_Given information_.

//! Session registry
//!
//! Authoritative table of in-progress sessions, indexed by id and by
//! transport handle. Sessions that reached a terminal state are moved into a
//! bounded history once every dependent has been notified.

use crate::domain::session::aggregate::Session;
use crate::domain::shared::value_objects::{SessionId, TransportHandle};
use std::collections::{HashMap, VecDeque};

pub struct SessionRegistry {
    sessions: HashMap<SessionId, Session>,
    by_handle: HashMap<TransportHandle, SessionId>,
    history: VecDeque<Session>,
    history_limit: usize,
}

impl SessionRegistry {
    pub fn new(history_limit: usize) -> Self {
        Self {
            sessions: HashMap::new(),
            by_handle: HashMap::new(),
            history: VecDeque::new(),
            history_limit,
        }
    }

    pub(crate) fn insert(&mut self, session: Session) -> SessionId {
        let id = session.id();
        if let Some(handle) = session.handle() {
            self.by_handle.insert(handle.clone(), id);
        }
        self.sessions.insert(id, session);
        id
    }

    pub(crate) fn get_mut(&mut self, id: &SessionId) -> Option<&mut Session> {
        self.sessions.get_mut(id)
    }

    pub(crate) fn bind_handle(&mut self, id: &SessionId, handle: TransportHandle) -> bool {
        match self.sessions.get_mut(id) {
            Some(session) => {
                if let Some(previous) = session.handle() {
                    self.by_handle.remove(previous);
                }
                session.set_handle(handle.clone());
                self.by_handle.insert(handle, *id);
                true
            }
            None => false,
        }
    }

    /// Move a terminal session into history. Live sessions are left alone.
    pub(crate) fn retire(&mut self, id: &SessionId) -> Option<Session> {
        if !self.sessions.get(id)?.is_terminal() {
            return None;
        }

        let session = self.sessions.remove(id)?;
        if let Some(handle) = session.handle() {
            self.by_handle.remove(handle);
        }

        if self.history_limit > 0 {
            if self.history.len() == self.history_limit {
                self.history.pop_front();
            }
            self.history.push_back(session.clone());
        }

        Some(session)
    }

    pub fn get(&self, id: &SessionId) -> Option<&Session> {
        self.sessions.get(id)
    }

    /// Live session or one still held in the recently-terminated history
    pub fn find_recent(&self, id: &SessionId) -> Option<&Session> {
        self.sessions
            .get(id)
            .or_else(|| self.history.iter().rev().find(|s| s.id() == *id))
    }

    pub fn find_by_handle(&self, handle: &TransportHandle) -> Option<SessionId> {
        self.by_handle.get(handle).copied()
    }

    pub fn iter(&self) -> impl Iterator<Item = &Session> {
        self.sessions.values()
    }

    pub fn ids(&self) -> Vec<SessionId> {
        self.sessions.keys().copied().collect()
    }

    pub fn len(&self) -> usize {
        self.sessions.len()
    }

    pub fn is_empty(&self) -> bool {
        self.sessions.is_empty()
    }

    /// Recently ended sessions, oldest first
    pub fn history(&self) -> impl Iterator<Item = &Session> {
        self.history.iter()
    }
}
//! Transfer record

use crate::domain::shared::value_objects::{SessionId, TransferId};
use chrono::{DateTime, Utc};
use serde::{Deserialize, Serialize};

#[derive(Debug, Clone, Copy, PartialEq, Eq, Serialize, Deserialize)]
#[serde(rename_all = "lowercase")]
pub enum TransferKind {
    Blind,
    Attended,
}

#[derive(Debug, Clone, Copy, PartialEq, Eq, Serialize, Deserialize)]
#[serde(rename_all = "lowercase")]
pub enum Disposition {
    Pending,
    /// Blind transfer accepted by the far end
    Accepted,
    /// Attended transfer merged
    Completed,
    Rejected,
    Cancelled,
}

impl Disposition {
    pub fn is_final(&self) -> bool {
        !matches!(self, Disposition::Pending)
    }
}

/// Audit trail of one transfer attempt
#[derive(Debug, Clone, PartialEq, Eq, Serialize, Deserialize)]
pub struct TransferRecord {
    pub id: TransferId,
    pub kind: TransferKind,
    pub session_id: SessionId,
    pub destination: String,
    pub initiated_at: DateTime<Utc>,
    pub disposition: Disposition,
    pub disposed_at: Option<DateTime<Utc>>,
    /// Consultation leg of an attended transfer
    pub consultation_session_id: Option<SessionId>,
    /// Free-form outcome detail (rejection reason, completion note)
    pub detail: Option<String>,
}

impl TransferRecord {
    pub fn new(kind: TransferKind, session_id: SessionId, destination: String) -> Self {
        Self {
            id: TransferId::new(),
            kind,
            session_id,
            destination,
            initiated_at: Utc::now(),
            disposition: Disposition::Pending,
            disposed_at: None,
            consultation_session_id: None,
            detail: None,
        }
    }

    pub fn is_active(&self) -> bool {
        !self.disposition.is_final()
    }
}
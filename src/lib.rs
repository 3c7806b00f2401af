//! Softphone core - multi-line call and presence orchestration
//!
//! Turns a signaling/media transport into a three-line softphone: call
//! sessions bound to line keys, Busy Lamp Field presence, blind and attended
//! transfer, and a supervisor that keeps the connection registered across
//! unreliable networks. Laid out in Domain-Driven Design layers.

pub mod application;
pub mod config;
pub mod domain;
pub mod infrastructure;
pub mod interface;

// Re-export commonly used types
pub use domain::shared::error::DomainError;
pub use domain::shared::result::Result;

_Work instruction_.
Exact duplication is required for the lines above, from the line that contains "pub fn iter(&self)" to the line that contains "repository 3c7806b00f2401af", inclusive; omit all others.

_Result_.
    pub fn iter(&self) -> impl Iterator<Item = &Session> {
        self.sessions.values()
    }

    pub fn ids(&self) -> Vec<SessionId> {
        self.sessions.keys().copied().collect()
    }

    pub fn len(&self) -> usize {
        self.sessions.len()
    }

    pub fn is_empty(&self) -> bool {
        self.sessions.is_empty()
    }

    /// Recently ended sessions, oldest first
    pub fn history(&self) -> impl Iterator<Item = &Session> {
        self.history.iter()
    }
}
//! Transfer record

use crate::domain::shared::value_objects::{SessionId, TransferId};
use chrono::{DateTime, Utc};
use serde::{Deserialize, Serialize};

#[derive(Debug, Clone, Copy, PartialEq, Eq, Serialize, Deserialize)]
#[serde(rename_all = "lowercase")]
pub enum TransferKind {
    Blind,
    Attended,
}

#[derive(Debug, Clone, Copy, PartialEq, Eq, Serialize, Deserialize)]
#[serde(rename_all = "lowercase")]
pub enum Disposition {
    Pending,
    /// Blind transfer accepted by the far end
    Accepted,
    /// Attended transfer merged
    Completed,
    Rejected,
    Cancelled,
}

impl Disposition {
    pub fn is_final(&self) -> bool {
        !matches!(self, Disposition::Pending)
    }
}

/// Audit trail of one transfer attempt
#[derive(Debug, Clone, PartialEq, Eq, Serialize, Deserialize)]
pub struct TransferRecord {
    pub id: TransferId,
    pub kind: TransferKind,
    pub session_id: SessionId,
    pub destination: String,
    pub initiated_at: DateTime<Utc>,
    pub disposition: Disposition,
    pub disposed_at: Option<DateTime<Utc>>,
    /// Consultation leg of an attended transfer
    pub consultation_session_id: Option<SessionId>,
    /// Free-form outcome detail (rejection reason, completion note)
    pub detail: Option<String>,
}

impl TransferRecord {
    pub fn new(kind: TransferKind, session_id: SessionId, destination: String) -> Self {
        Self {
            id: TransferId::new(),
            kind,
            session_id,
            destination,
            initiated_at: Utc::now(),
            disposition: Disposition::Pending,
            disposed_at: None,
            consultation_session_id: None,
            detail: None,
        }
    }

    pub fn is_active(&self) -> bool {
        !self.disposition.is_final()
    }
}
filename src/lib.rs
repository 3c7806b00f2401af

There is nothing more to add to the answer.